Bruxelles, elle, le fait sans beaucoup sourciller. Martino Diez, directeur scientifique de la Fondation Internationale Oasis, rappelle que la proposition d’une Journée européenne contre la persécution des chrétiens est restée sans écho, tandis qu’est célébrée chaque année, depuis 2012, la Journée de la Glace artisanale… Il faut varier les centres d’intérêts médiatiques.
 

Orientaux chrétiens : les ravages de l’islamisme

 
L’aggravation de la mouvance radicale islamiste est évidente. Dans le monde musulman, les voix sont de plus en plus fortes pour dénoncer ce qu’elles appellent la « cinquième colonne de l’Occident » : les chrétiens.
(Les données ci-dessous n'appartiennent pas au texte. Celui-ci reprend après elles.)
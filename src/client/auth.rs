//! Authentication operations.

use serde_json::json;
use tracing::info;

use super::{parse_json, Client};
use crate::error::Result;
use crate::types::{LoginResponse, MessageResponse, UserInfo, UserResponse};

impl Client {
    /// Log in with email and password.
    ///
    /// On success the returned access token is adopted by this client,
    /// so subsequent calls are authenticated. Persisting it between
    /// runs is up to the caller (see [`crate::config::ClientConfig`]).
    pub async fn login(&mut self, email: &str, password: &str) -> Result<LoginResponse> {
        let body = json!({ "email": email, "password": password });
        let response = self.http().post_json("/auth/login", &body).await?;
        let login: LoginResponse = parse_json(response).await?;

        self.set_token(Some(login.access_token.clone()));
        info!(username = %login.user.username, "logged in");

        Ok(login)
    }

    /// Register a new account.
    pub async fn register(&self, username: &str, email: &str, password: &str) -> Result<UserInfo> {
        let body = json!({
            "username": username,
            "email": email,
            "password": password
        });
        let response = self.http().post_json("/auth/register", &body).await?;
        let registered: UserResponse = parse_json(response).await?;
        Ok(registered.user)
    }

    /// Log out of the current session and drop the local token.
    pub async fn logout(&mut self) -> Result<MessageResponse> {
        self.require_auth()?;
        let response = self.http().post_json("/auth/logout", &json!({})).await?;
        let message = parse_json(response).await?;
        self.set_token(None);
        Ok(message)
    }

    /// Fetch the identity of the logged-in user.
    pub async fn me(&self) -> Result<UserInfo> {
        self.require_auth()?;
        let response = self.http().get("/auth/me").await?;
        let user: UserResponse = parse_json(response).await?;
        Ok(user.user)
    }
}
//! Persisted client configuration.
//!
//! The access token, server URL, and cached user identity live in a
//! JSON dotfile in the home directory. The token is read once at client
//! construction; there is no refresh logic.

use serde::{Deserialize, Serialize};
use std::fs;
use std::path::{Path, PathBuf};

use crate::error::Result;
use crate::types::UserInfo;

/// Fixed config file name under the home directory.
const CONFIG_FILE: &str = ".vaultlib_config.json";

/// Server URL used when none is configured.
pub const DEFAULT_SERVER: &str = "http://localhost:5000";

/// Saved client state: server URL, bearer token, cached identity.
#[derive(Debug, Clone, Serialize, Deserialize)]
pub struct ClientConfig {
    pub server_url: String,
    #[serde(default)]
    pub access_token: Option<String>,
    #[serde(default)]
    pub user: Option<UserInfo>,
}

impl Default for ClientConfig {
    fn default() -> Self {
        Self {
            server_url: DEFAULT_SERVER.to_string(),
            access_token: None,
            user: None,
        }
    }
}

impl ClientConfig {
    /// Location of the config file (`~/.vaultlib_config.json`).
    pub fn default_path() -> PathBuf {
        dirs::home_dir()
            .unwrap_or_else(|| PathBuf::from("."))
            .join(CONFIG_FILE)
    }

    /// Load configuration from a path. A missing file yields defaults.
    pub fn load(path: &Path) -> Result<Self> {
        if !path.exists() {
            return Ok(Self::default());
        }
        let text = fs::read_to_string(path)?;
        Ok(serde_json::from_str(&text)?)
    }

    /// Load configuration from the default location.
    pub fn load_default() -> Result<Self> {
        Self::load(&Self::default_path())
    }

    /// Save configuration to a path, creating parent directories.
    pub fn save(&self, path: &Path) -> Result<()> {
        if let Some(parent) = path.parent() {
            fs::create_dir_all(parent)?;
        }
        fs::write(path, serde_json::to_string_pretty(self)?)?;
        Ok(())
    }

    /// Save configuration to the default location.
    pub fn save_default(&self) -> Result<()> {
        self.save(&Self::default_path())
    }
}

#[cfg(test)]
mod tests {
    use super::*;

    #[test]
    fn test_missing_file_yields_defaults() {
        let dir = tempfile::tempdir().unwrap();
        let config = ClientConfig::load(&dir.path().join("nope.json")).unwrap();
        assert_eq!(config.server_url, DEFAULT_SERVER);
        assert!(config.access_token.is_none());
        assert!(config.user.is_none());
    }

    #[test]
    fn test_save_and_load_round_trip() {
        let dir = tempfile::tempdir().unwrap();
        let path = dir.path().join("config.json");

        let config = ClientConfig {
            server_url: "http://vault.example.com".to_string(),
            access_token: Some("tok123".to_string()),
            user: Some(UserInfo {
                id: 1,
                username: "alice".to_string(),
                email: "alice@example.com".to_string(),
                created_at: None,
            }),
        };
        config.save(&path).unwrap();

        let loaded = ClientConfig::load(&path).unwrap();
        assert_eq!(loaded.server_url, "http://vault.example.com");
        assert_eq!(loaded.access_token.as_deref(), Some("tok123"));
        assert_eq!(loaded.user.unwrap().username, "alice");
    }

    #[test]
    fn test_save_creates_parent_dirs() {
        let dir = tempfile::tempdir().unwrap();
        let path = dir.path().join("nested/deep/config.json");
        ClientConfig::default().save(&path).unwrap();
        assert!(path.exists());
    }
}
Salafistes, takfiristes, islamistes d’Al-Qaïda … L’interrogation de fond est posée par Antoine Basbous : « L’islam évoluera-t-il pour se détacher des discours radicaux qui prédominent actuellement et imposer le respect de la liberté de conscience avant que les Chrétiens d’Orient ne soient dispersés, réfugiés en dehors des pays où la Chrétienté a vu le jour ? » L’ennui est que l’islam se fait toujours dominer par ses factions les plus dures, par le seul moyen de la peur – ils n’hésitent pas à tuer leurs semblables (cet intégrisme ne se compare donc en rien, n’en déplaise à Mgr Gollnisch, aux autres « intégrismes » religieux, comme le catholique ou le bouddhiste…)
 
Et puis si la Déclaration universelle des Nations-unies réclame la liberté religieuse, l’Unesco a aussi bien reconnu une déclaration islamique des droits de l’homme… Le déséquilibre géopolitique est entretenu. Il importe à certains que le feu demeure et fasse parfois plus que couver.
 
Que doivent faire ces chrétiens ? Roland Dubertrand, conseiller pour les affaires religieuses au Ministère français des Affaires étrangères et européennes, incite à éviter le ghetto territorial, à rejeter tout communautarisme d’enfermement et à refuser la citoyenneté de seconde zone. En jouant les réconciliateurs, en faveur de toutes les composantes ethniques et religieuses. Recréer un tissu pluraliste arabe, sans vouloir le calquer sur les sociétés occidentales. L’ancien secrétaire général de l’ONU, Boutros Boutros Ghali, parle de « tolérance ». Le cardinal Jean-Louis Tauran, d’un « défi de la fraternité ». Il faut « la construction de l’Etat de droit et de la démocratie »… Billevesées occidentales ? Qui parie sur les Droits de l’Homme sans Dieu au Moyen-Orient ?
 

Quelle issue ? « L’exode ou la dhimmitude » ? (Philippe Capelle-Dumont)

 
Le grand risque pour ces chrétiens d’Orient persécutés est l’émigration totale. Les morts disparaissent. Mais les émigrés une fois dans le magma de la société occidentale ? Mgr Fouad Twal, Patriarche latin de Jérusalem, parle de cette crainte de « perdre leur foi chrétienne dans le monde matériel et athée d’aujourd’hui. » De plus, une fois parti, il est très difficile d’y revenir, et quasi impossible d’y réclamer pour ses enfants, leur nationalité d’origine.
 
Et que serait « un Moyen-Orient sans chrétiens » ? Le pape François, le 21 novembre 2013, en a évoqué les menaces. Ce sol biblique est véritablement le lieu « voulu par Dieu » où « Orient et Occident sont appelés à s’unir » selon les mots de Mgr Twal. La religion chrétienne y a une histoire beaucoup plus ancienne que l’islam et se doit d’y conserver le berceau qui l’a vue s’épanouir. La préoccupation pastorale du Saint-Siège pour le Moyen-Orient n’a pas cessé. Benoît XVI, en 2010, avait réuni le Synode spécial des évêques pour le Moyen-Orient, autour de 17 pays qui comprenaient tout l’Orient arabe, la Turquie, Chypre, Israël et l’Iran : 15 millions de chrétiens sur 350 millions d’habitants… Mais là aussi, la politique domine. On ne parle jamais de conversion. N’en serions-nous plus là ?
 
Marie Piloquet
 
Orientaux chrétiens : quelle issue ? : textes réunis et présentés par Philippe Capelle-Dumont, éditions du Cerf, 176 p.